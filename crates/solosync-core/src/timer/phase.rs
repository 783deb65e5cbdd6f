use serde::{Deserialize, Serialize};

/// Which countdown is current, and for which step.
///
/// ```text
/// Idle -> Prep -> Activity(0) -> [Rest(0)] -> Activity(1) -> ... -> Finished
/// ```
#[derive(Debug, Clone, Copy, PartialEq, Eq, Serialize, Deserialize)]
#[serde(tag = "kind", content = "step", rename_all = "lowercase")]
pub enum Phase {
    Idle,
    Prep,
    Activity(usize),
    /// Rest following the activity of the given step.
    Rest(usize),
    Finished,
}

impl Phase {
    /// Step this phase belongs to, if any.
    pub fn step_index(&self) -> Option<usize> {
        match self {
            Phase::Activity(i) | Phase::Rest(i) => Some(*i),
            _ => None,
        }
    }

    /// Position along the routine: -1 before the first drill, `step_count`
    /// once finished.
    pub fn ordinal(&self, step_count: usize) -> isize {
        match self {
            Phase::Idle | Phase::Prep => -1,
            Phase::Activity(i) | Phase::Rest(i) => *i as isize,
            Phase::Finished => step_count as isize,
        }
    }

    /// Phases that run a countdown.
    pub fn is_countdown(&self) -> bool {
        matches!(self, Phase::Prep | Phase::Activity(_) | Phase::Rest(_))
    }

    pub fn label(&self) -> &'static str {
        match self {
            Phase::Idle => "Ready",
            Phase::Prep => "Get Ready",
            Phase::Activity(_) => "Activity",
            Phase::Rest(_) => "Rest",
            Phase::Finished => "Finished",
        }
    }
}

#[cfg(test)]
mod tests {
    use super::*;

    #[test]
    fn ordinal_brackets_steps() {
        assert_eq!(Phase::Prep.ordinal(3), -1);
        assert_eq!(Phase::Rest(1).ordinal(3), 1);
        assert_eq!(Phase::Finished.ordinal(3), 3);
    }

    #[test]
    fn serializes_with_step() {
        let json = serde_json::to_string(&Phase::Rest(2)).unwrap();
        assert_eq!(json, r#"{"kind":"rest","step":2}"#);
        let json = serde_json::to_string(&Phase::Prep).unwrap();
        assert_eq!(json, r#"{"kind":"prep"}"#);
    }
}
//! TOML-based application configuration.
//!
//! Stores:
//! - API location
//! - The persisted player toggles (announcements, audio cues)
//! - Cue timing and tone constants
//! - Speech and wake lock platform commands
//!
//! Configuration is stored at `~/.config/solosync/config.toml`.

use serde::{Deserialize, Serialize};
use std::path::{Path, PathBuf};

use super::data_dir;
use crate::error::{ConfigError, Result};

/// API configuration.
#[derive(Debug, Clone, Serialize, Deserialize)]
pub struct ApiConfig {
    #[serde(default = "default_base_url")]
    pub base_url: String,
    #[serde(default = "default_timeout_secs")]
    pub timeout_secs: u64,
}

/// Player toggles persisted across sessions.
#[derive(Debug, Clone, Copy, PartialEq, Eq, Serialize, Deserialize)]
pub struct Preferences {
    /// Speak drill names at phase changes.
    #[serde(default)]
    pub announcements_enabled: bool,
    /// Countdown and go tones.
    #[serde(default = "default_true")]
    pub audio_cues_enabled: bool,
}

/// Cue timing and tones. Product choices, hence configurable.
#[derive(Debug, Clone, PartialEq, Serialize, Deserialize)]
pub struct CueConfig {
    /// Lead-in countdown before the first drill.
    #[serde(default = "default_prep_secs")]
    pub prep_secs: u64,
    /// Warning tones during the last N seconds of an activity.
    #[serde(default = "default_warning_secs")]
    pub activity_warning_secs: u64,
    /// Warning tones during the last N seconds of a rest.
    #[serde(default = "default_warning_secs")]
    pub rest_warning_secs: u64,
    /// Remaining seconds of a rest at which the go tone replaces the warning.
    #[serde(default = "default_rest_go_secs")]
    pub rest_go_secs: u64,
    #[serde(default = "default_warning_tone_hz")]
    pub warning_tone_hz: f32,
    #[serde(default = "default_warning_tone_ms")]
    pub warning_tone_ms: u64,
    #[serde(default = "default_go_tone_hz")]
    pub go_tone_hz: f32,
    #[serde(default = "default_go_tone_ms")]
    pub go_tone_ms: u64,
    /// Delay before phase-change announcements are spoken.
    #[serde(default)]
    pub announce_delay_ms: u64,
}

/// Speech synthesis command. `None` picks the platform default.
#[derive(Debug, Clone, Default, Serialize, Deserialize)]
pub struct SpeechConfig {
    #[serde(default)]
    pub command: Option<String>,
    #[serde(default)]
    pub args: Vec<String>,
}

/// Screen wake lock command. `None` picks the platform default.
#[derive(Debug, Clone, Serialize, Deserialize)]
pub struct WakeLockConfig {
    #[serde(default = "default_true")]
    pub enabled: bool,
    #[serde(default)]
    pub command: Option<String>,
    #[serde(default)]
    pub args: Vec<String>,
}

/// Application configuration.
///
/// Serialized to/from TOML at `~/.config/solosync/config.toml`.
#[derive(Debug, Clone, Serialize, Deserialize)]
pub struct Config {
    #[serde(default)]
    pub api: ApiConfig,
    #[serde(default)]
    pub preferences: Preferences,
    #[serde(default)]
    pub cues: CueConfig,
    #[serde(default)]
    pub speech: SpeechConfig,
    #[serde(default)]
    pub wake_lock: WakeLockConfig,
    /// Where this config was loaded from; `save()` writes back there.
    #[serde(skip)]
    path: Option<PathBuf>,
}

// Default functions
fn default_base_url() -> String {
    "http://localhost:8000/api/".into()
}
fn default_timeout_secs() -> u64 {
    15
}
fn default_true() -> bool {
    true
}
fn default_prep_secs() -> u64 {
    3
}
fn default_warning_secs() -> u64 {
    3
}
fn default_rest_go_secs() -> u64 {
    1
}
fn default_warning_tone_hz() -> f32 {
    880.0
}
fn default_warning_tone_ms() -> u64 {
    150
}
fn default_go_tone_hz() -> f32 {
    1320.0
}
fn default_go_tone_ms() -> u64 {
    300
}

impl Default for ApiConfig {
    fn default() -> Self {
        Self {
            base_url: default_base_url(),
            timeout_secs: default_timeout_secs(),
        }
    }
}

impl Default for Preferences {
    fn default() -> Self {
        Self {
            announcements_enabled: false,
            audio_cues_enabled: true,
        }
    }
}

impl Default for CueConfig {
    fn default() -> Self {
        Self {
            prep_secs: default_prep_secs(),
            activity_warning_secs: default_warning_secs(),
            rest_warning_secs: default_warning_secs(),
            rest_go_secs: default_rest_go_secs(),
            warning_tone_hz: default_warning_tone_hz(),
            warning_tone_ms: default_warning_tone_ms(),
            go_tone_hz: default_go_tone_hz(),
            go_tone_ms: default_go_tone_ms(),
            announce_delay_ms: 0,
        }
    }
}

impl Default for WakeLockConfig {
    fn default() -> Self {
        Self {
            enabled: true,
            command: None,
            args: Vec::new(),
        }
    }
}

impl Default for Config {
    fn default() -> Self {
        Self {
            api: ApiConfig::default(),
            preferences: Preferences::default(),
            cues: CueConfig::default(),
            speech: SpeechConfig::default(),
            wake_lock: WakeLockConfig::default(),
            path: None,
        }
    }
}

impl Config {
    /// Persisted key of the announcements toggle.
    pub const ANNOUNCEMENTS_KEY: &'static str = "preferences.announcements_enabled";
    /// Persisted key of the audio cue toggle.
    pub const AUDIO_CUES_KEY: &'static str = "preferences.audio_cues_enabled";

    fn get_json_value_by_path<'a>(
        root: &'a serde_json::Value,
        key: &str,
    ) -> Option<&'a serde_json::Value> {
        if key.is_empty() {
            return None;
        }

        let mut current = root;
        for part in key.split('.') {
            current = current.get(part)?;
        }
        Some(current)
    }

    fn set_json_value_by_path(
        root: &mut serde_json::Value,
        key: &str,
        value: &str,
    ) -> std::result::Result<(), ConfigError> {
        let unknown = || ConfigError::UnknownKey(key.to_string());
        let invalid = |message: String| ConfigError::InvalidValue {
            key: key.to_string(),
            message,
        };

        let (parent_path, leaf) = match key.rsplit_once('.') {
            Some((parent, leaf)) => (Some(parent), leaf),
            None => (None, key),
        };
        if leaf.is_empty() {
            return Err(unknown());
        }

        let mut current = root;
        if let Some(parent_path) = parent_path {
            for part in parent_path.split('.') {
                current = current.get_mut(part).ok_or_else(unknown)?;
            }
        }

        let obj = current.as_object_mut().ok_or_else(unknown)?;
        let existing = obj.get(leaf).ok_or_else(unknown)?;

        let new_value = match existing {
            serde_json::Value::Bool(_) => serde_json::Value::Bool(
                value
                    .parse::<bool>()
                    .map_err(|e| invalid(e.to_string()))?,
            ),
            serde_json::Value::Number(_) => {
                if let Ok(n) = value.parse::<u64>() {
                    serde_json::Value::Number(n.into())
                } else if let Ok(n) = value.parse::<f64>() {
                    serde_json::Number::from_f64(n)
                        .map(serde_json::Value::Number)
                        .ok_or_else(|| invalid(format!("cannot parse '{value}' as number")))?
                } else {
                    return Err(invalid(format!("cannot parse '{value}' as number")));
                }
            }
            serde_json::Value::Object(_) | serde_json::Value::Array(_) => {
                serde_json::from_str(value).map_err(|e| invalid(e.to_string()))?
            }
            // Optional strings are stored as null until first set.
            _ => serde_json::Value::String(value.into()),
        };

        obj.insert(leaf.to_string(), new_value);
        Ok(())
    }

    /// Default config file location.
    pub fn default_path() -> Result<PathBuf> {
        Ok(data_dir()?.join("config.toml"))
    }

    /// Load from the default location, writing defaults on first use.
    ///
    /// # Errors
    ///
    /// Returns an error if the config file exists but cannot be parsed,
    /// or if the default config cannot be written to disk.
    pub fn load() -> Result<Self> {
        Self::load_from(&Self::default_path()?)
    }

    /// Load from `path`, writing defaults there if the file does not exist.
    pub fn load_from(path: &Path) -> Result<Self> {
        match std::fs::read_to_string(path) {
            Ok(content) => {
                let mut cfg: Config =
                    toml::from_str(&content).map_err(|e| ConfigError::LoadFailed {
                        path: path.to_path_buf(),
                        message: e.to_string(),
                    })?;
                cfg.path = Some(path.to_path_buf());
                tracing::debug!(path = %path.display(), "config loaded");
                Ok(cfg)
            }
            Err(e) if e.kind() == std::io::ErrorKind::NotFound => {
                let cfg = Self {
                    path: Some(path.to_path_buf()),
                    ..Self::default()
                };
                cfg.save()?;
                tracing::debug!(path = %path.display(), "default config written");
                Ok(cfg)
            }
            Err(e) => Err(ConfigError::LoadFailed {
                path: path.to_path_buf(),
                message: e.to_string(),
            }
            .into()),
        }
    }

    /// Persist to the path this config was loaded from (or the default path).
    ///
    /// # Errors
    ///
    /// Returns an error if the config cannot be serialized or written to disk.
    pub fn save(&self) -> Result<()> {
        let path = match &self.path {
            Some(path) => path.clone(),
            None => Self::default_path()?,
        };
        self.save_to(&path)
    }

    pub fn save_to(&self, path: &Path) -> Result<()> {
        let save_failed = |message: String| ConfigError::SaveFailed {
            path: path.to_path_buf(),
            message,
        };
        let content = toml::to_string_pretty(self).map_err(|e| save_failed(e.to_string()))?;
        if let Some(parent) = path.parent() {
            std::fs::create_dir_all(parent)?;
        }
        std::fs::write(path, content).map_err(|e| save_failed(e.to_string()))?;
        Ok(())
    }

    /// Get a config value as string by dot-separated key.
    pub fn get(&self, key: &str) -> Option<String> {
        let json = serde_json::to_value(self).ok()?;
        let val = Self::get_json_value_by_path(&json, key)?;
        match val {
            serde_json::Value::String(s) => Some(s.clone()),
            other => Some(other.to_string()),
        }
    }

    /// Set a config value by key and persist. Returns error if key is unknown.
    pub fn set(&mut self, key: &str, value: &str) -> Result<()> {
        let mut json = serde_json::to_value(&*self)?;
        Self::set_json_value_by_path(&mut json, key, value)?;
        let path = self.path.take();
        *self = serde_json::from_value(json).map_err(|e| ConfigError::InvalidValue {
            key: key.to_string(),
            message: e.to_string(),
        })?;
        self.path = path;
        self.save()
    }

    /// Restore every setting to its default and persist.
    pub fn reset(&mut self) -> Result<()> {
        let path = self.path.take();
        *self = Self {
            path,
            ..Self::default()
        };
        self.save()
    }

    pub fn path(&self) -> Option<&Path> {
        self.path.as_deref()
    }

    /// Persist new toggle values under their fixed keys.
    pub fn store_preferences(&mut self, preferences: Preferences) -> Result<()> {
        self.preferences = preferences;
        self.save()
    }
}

Directions for this task:
Please find, in the entries above, every line where "tones" occurs, and copy it.

Response to this exercise:
    /// Countdown and go tones.
/// Cue timing and tones. Product choices, hence configurable.
    /// Warning tones during the last N seconds of an activity.
    /// Warning tones during the last N seconds of a rest.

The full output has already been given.